Although Connor is only 7, I constantly think about what his life will be like when he is grown.  As he gets older and more mature, it will be important to introduce him to the world of autism advocacy.  All the learning and tools that his teachers and I work hard to give him will need to be complimented by an understanding and awareness of how to effectively advocate for himself and acquire necessary accommodations.

Beyond that, when it comes time for him to define himself and his place in the world, I want him to have solid examples to reference that promote a positive message about being autistic.

There are some excellent resources out there, including some great advocates (both self-advocates and neurotypical advocates).  I’ve put together a list of advocates that I appreciate for their positive approach and willingness to engage in meaningful dialogue about advocacy.  These are people whose writing I will share with my son, when he is ready.  I hope this is helpful to other parents that wonder about where to guide their children when it comes to this topic.

The Best of the Best in Autism Advocacy

John Elder Robison

As a person with Asperger’s, John Elder Robison has contributed so much in helping people understand what it’s like to be autistic.    He’s written several books, the most well known probably being Look Me in the Eye: My Life with Asperger’s.

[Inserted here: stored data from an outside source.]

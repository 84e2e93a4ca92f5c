//! Autoscaling policy translation
//!
//! Turns a `(metric, target)` pair from the deployment model into the
//! annotation values the Knative autoscaler expects. Each metric has its own
//! unit and format rules:
//!
//! | metric | target format |
//! |---|---|
//! | `rps`, `cpu` | whole number |
//! | `memory` | percent of requested memory, emitted in Mi |
//! | `concurrency` | two decimal places, at least `0.01` |
//! | anything else | passed through verbatim |

use std::collections::BTreeMap;
use std::fmt;

use ksvc_common::quantity::MEBIBYTE;
use ksvc_common::Quantity;
use serde::{Deserialize, Serialize};

use crate::error::CompileError;
use crate::model::DeploymentModel;

/// Annotation: lower replica bound
pub const MIN_SCALE_ANNOTATION: &str = "autoscaling.knative.dev/minScale";
/// Annotation: upper replica bound
pub const MAX_SCALE_ANNOTATION: &str = "autoscaling.knative.dev/maxScale";
/// Annotation: metric driving the autoscaler
pub const METRIC_ANNOTATION: &str = "autoscaling.knative.dev/metric";
/// Annotation: per-replica target for the metric
pub const TARGET_ANNOTATION: &str = "autoscaling.knative.dev/target";
/// Annotation: autoscaler implementation class
pub const CLASS_ANNOTATION: &str = "autoscaling.knative.dev/class";
/// Annotation: replicas created for a new revision
pub const INITIAL_SCALE_ANNOTATION: &str = "autoscaling.knative.dev/initial-scale";
/// Annotation: share of container resources given to the queue-proxy sidecar
pub const QUEUE_PROXY_RESOURCE_PERCENTAGE_ANNOTATION: &str =
    "queue.sidecar.serving.knative.dev/resourcePercentage";

/// Metric driving autoscaling decisions.
///
/// Anything other than the four well-known metrics is kept verbatim as
/// [`AutoscalingMetric::Custom`].
#[derive(Clone, Debug, Default, PartialEq, Eq, Hash, Serialize, Deserialize)]
#[serde(from = "String", into = "String")]
pub enum AutoscalingMetric {
    /// In-flight requests per replica
    #[default]
    Concurrency,
    /// Requests per second per replica
    Rps,
    /// CPU utilization percentage
    Cpu,
    /// Memory usage as a percentage of requested memory
    Memory,
    /// Platform-specific metric name
    Custom(String),
}

impl AutoscalingMetric {
    /// Metric name as written in the `metric` annotation
    pub fn as_str(&self) -> &str {
        match self {
            Self::Concurrency => "concurrency",
            Self::Rps => "rps",
            Self::Cpu => "cpu",
            Self::Memory => "memory",
            Self::Custom(name) => name,
        }
    }

    /// Autoscaler implementation class for this metric.
    ///
    /// Returns `None` for custom metrics; no class annotation is emitted for
    /// them and the platform picks its default.
    pub fn class(&self) -> Option<AutoscalingClass> {
        match self {
            Self::Concurrency | Self::Rps => Some(AutoscalingClass::Kpa),
            Self::Cpu | Self::Memory => Some(AutoscalingClass::Hpa),
            Self::Custom(_) => None,
        }
    }
}

impl From<String> for AutoscalingMetric {
    fn from(value: String) -> Self {
        match value.as_str() {
            "concurrency" => Self::Concurrency,
            "rps" => Self::Rps,
            "cpu" => Self::Cpu,
            "memory" => Self::Memory,
            _ => Self::Custom(value),
        }
    }
}

impl From<&str> for AutoscalingMetric {
    fn from(value: &str) -> Self {
        Self::from(value.to_string())
    }
}

impl From<AutoscalingMetric> for String {
    fn from(metric: AutoscalingMetric) -> Self {
        match metric {
            AutoscalingMetric::Custom(name) => name,
            other => other.as_str().to_string(),
        }
    }
}

impl fmt::Display for AutoscalingMetric {
    fn fmt(&self, f: &mut fmt::Formatter<'_>) -> fmt::Result {
        f.write_str(self.as_str())
    }
}

/// Knative autoscaler implementation family
#[derive(Clone, Copy, Debug, PartialEq, Eq, Hash)]
pub enum AutoscalingClass {
    /// Knative Pod Autoscaler (request-driven)
    Kpa,
    /// Kubernetes Horizontal Pod Autoscaler (resource-driven)
    Hpa,
}

impl AutoscalingClass {
    /// Value of the `class` annotation
    pub fn as_str(&self) -> &'static str {
        match self {
            Self::Kpa => "kpa.autoscaling.knative.dev",
            Self::Hpa => "hpa.autoscaling.knative.dev",
        }
    }
}

impl fmt::Display for AutoscalingClass {
    fn fmt(&self, f: &mut fmt::Formatter<'_>) -> fmt::Result {
        f.write_str(self.as_str())
    }
}

/// Translate a raw target into the value of the `target` annotation.
///
/// `memory_requests` is only consulted for the memory metric, whose target
/// is a percentage of the requested memory.
pub fn autoscaling_target(
    metric: &AutoscalingMetric,
    raw: &str,
    memory_requests: &Quantity,
) -> Result<String, CompileError> {
    let parse = |raw: &str| {
        raw.parse::<f64>()
            .map_err(|e| CompileError::invalid_target(metric.as_str(), raw, e))
    };

    match metric {
        AutoscalingMetric::Cpu | AutoscalingMetric::Rps => Ok(format!("{:.0}", parse(raw)?)),
        AutoscalingMetric::Memory => {
            let percent = parse(raw)?;
            let target_bytes = (memory_requests.as_f64() * percent / 100.0).ceil();
            Ok(format!("{:.0}", target_bytes / MEBIBYTE))
        }
        AutoscalingMetric::Concurrency => {
            let target = format!("{:.2}", parse(raw)?);
            if target == "0.00" {
                return Err(CompileError::concurrency_too_low(raw));
            }
            Ok(target)
        }
        AutoscalingMetric::Custom(_) => Ok(raw.to_string()),
    }
}

/// Compute the full autoscaling annotation set for a model.
pub fn autoscaling_annotations(
    model: &DeploymentModel,
) -> Result<BTreeMap<String, String>, CompileError> {
    let metric = &model.autoscaling_metric;
    let target = autoscaling_target(metric, &model.autoscaling_target, &model.memory_requests)?;

    let mut annotations = BTreeMap::new();
    annotations.insert(
        MIN_SCALE_ANNOTATION.to_string(),
        model.min_replicas.to_string(),
    );
    annotations.insert(
        MAX_SCALE_ANNOTATION.to_string(),
        model.max_replicas.to_string(),
    );
    annotations.insert(METRIC_ANNOTATION.to_string(), metric.to_string());
    annotations.insert(TARGET_ANNOTATION.to_string(), target);

    if let Some(class) = metric.class() {
        annotations.insert(CLASS_ANNOTATION.to_string(), class.to_string());
    }

    if let Some(initial_scale) = model.initial_scale {
        annotations.insert(
            INITIAL_SCALE_ANNOTATION.to_string(),
            initial_scale.to_string(),
        );
    }

    if model.queue_proxy_resource_percentage > 0 {
        annotations.insert(
            QUEUE_PROXY_RESOURCE_PERCENTAGE_ANNOTATION.to_string(),
            model.queue_proxy_resource_percentage.to_string(),
        );
    }

    Ok(annotations)
}

#[cfg(test)]
mod tests {
    use super::*;

    fn target(metric: &str, raw: &str) -> Result<String, CompileError> {
        autoscaling_target(&metric.into(), raw, &Quantity::default())
    }

    fn memory_target(requests: &str, raw: &str) -> Result<String, CompileError> {
        autoscaling_target(
            &AutoscalingMetric::Memory,
            raw,
            &Quantity::parse(requests).unwrap(),
        )
    }

    // =========================================================================
    // Story: rps and cpu targets are whole numbers
    // =========================================================================

    #[test]
    fn rps_and_cpu_round_to_integers() {
        assert_eq!(target("rps", "37.4").unwrap(), "37");
        assert_eq!(target("cpu", "37.4").unwrap(), "37");
        assert_eq!(target("cpu", "80").unwrap(), "80");
        assert_eq!(target("rps", "99.9").unwrap(), "100");
    }

    #[test]
    fn rps_and_cpu_reject_non_numbers() {
        let err = target("cpu", "eighty").unwrap_err();
        assert!(matches!(err, CompileError::InvalidTarget { ref value, .. } if value == "eighty"));
        assert!(err.to_string().contains("eighty"));
        assert!(target("rps", "").is_err());
    }

    // =========================================================================
    // Story: memory targets are a percentage of requested memory, in Mi
    // =========================================================================

    #[test]
    fn memory_percentage_converts_to_mebibytes() {
        assert_eq!(memory_target("2Gi", "50").unwrap(), "1024");
        assert_eq!(memory_target("4Gi", "50").unwrap(), "2048");
        assert_eq!(memory_target("512Mi", "75").unwrap(), "384");
    }

    #[test]
    fn memory_target_rounds_to_whole_mebibytes() {
        // 1000Mi * 33.3% = 333Mi
        assert_eq!(memory_target("1000Mi", "33.3").unwrap(), "333");
    }

    #[test]
    fn memory_rejects_non_numbers() {
        let err = memory_target("1Gi", "half").unwrap_err();
        assert_eq!(err.code(), "parse_error");
    }

    // =========================================================================
    // Story: concurrency targets keep two decimals and must be positive
    // =========================================================================

    #[test]
    fn concurrency_keeps_two_decimals() {
        assert_eq!(target("concurrency", "12.345").unwrap(), "12.35");
        assert_eq!(target("concurrency", "10").unwrap(), "10.00");
        assert_eq!(target("concurrency", "0.005").unwrap(), "0.01");
    }

    #[test]
    fn concurrency_rounding_to_zero_is_a_policy_violation() {
        let err = target("concurrency", "0.001").unwrap_err();
        assert!(matches!(err, CompileError::ConcurrencyTooLow { ref value } if value == "0.001"));
        assert_eq!(err.code(), "policy_violation");

        assert!(target("concurrency", "0").is_err());
    }

    #[test]
    fn concurrency_rejects_non_numbers() {
        let err = target("concurrency", "many").unwrap_err();
        assert_eq!(err.code(), "parse_error");
    }

    // =========================================================================
    // Story: custom metrics pass through untouched
    // =========================================================================

    #[test]
    fn custom_metric_passes_raw_value_through() {
        assert_eq!(target("custom-metric", "not a number").unwrap(), "not a number");
        assert_eq!(target("custom-metric", "").unwrap(), "");
        assert_eq!(target("custom-metric", "0.001").unwrap(), "0.001");
    }

    // =========================================================================
    // Story: metric selects the implementation class
    // =========================================================================

    #[test]
    fn metric_selects_class() {
        assert_eq!(
            AutoscalingMetric::Concurrency.class(),
            Some(AutoscalingClass::Kpa)
        );
        assert_eq!(AutoscalingMetric::Rps.class(), Some(AutoscalingClass::Kpa));
        assert_eq!(AutoscalingMetric::Cpu.class(), Some(AutoscalingClass::Hpa));
        assert_eq!(AutoscalingMetric::Memory.class(), Some(AutoscalingClass::Hpa));
        assert_eq!(AutoscalingMetric::from("custom-metric").class(), None);
    }

    #[test]
    fn metric_round_trips_through_strings() {
        assert_eq!(AutoscalingMetric::from("rps"), AutoscalingMetric::Rps);
        assert_eq!(
            AutoscalingMetric::from("queue-depth"),
            AutoscalingMetric::Custom("queue-depth".to_string())
        );
        let json = serde_json::to_string(&AutoscalingMetric::Memory).unwrap();
        assert_eq!(json, r#""memory""#);
        let back: AutoscalingMetric = serde_json::from_str(r#""queue-depth""#).unwrap();
        assert_eq!(back.as_str(), "queue-depth");
    }

    // =========================================================================
    // Story: annotation set
    // =========================================================================

    fn model(metric: &str, target: &str) -> DeploymentModel {
        DeploymentModel {
            name: "svc1".to_string(),
            namespace: "ns1".to_string(),
            min_replicas: 1,
            max_replicas: 5,
            autoscaling_metric: metric.into(),
            autoscaling_target: target.to_string(),
            ..Default::default()
        }
    }

    #[test]
    fn annotations_for_cpu() {
        let annotations = autoscaling_annotations(&model("cpu", "80")).unwrap();
        assert_eq!(annotations[MIN_SCALE_ANNOTATION], "1");
        assert_eq!(annotations[MAX_SCALE_ANNOTATION], "5");
        assert_eq!(annotations[METRIC_ANNOTATION], "cpu");
        assert_eq!(annotations[TARGET_ANNOTATION], "80");
        assert_eq!(annotations[CLASS_ANNOTATION], "hpa.autoscaling.knative.dev");
        assert!(!annotations.contains_key(INITIAL_SCALE_ANNOTATION));
        assert!(!annotations.contains_key(QUEUE_PROXY_RESOURCE_PERCENTAGE_ANNOTATION));
    }

    #[test]
    fn annotations_include_optional_entries_when_set() {
        let mut m = model("rps", "10");
        m.initial_scale = Some(3);
        m.queue_proxy_resource_percentage = 20;

        let annotations = autoscaling_annotations(&m).unwrap();
        assert_eq!(annotations[INITIAL_SCALE_ANNOTATION], "3");
        assert_eq!(annotations[QUEUE_PROXY_RESOURCE_PERCENTAGE_ANNOTATION], "20");
        assert_eq!(annotations[CLASS_ANNOTATION], "kpa.autoscaling.knative.dev");
    }

    #[test]
    fn non_positive_queue_proxy_percentage_is_omitted() {
        let mut m = model("rps", "10");
        m.queue_proxy_resource_percentage = -5;
        let annotations = autoscaling_annotations(&m).unwrap();
        assert!(!annotations.contains_key(QUEUE_PROXY_RESOURCE_PERCENTAGE_ANNOTATION));
    }

    #[test]
    fn initial_scale_of_zero_is_emitted() {
        let mut m = model("rps", "10");
        m.initial_scale = Some(0);
        let annotations = autoscaling_annotations(&m).unwrap();
        assert_eq!(annotations[INITIAL_SCALE_ANNOTATION], "0");
    }

    #[test]
    fn custom_metric_omits_class() {
        let annotations = autoscaling_annotations(&model("custom-metric", "abc")).unwrap();
        assert_eq!(annotations[METRIC_ANNOTATION], "custom-metric");
        assert_eq!(annotations[TARGET_ANNOTATION], "abc");
        assert!(!annotations.contains_key(CLASS_ANNOTATION));
    }

    #[test]
    fn translation_failure_propagates() {
        assert!(autoscaling_annotations(&model("concurrency", "0.001")).is_err());
    }
}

One thing I particularly appreciate about Robison is his ability to respect and understand differing viewpoints.  In an article in Psychology Today, he said “In my earlier writing, I’ve said, ‘I don’t need a cure. I just need understanding.’ I still believe that’s true for me, but I now recognize the tremendous breadth of the autism spectrum. As a result, I am now sensitive to and accepting of the views of others who do want to be “cured,” however that may be defined. My views about the ‘cure’ may differ from yours but I recognize, accept and respect differing points of view, as long as they are not harmful or destructive to others.”

He also understands the incredibly wide range of needs for those on the spectrum, and said, “When we do advocate – speaking for the benefit of a larger group – we owe it to our less vocal community members to make the lay public aware of the breadth and depth of their needs as well as our own. When we ‘advocate’ for autistic needs, we should always be clear about the overall range of needs and services our population requires.”

Here’s a speech he gave for Google employees back in 2011.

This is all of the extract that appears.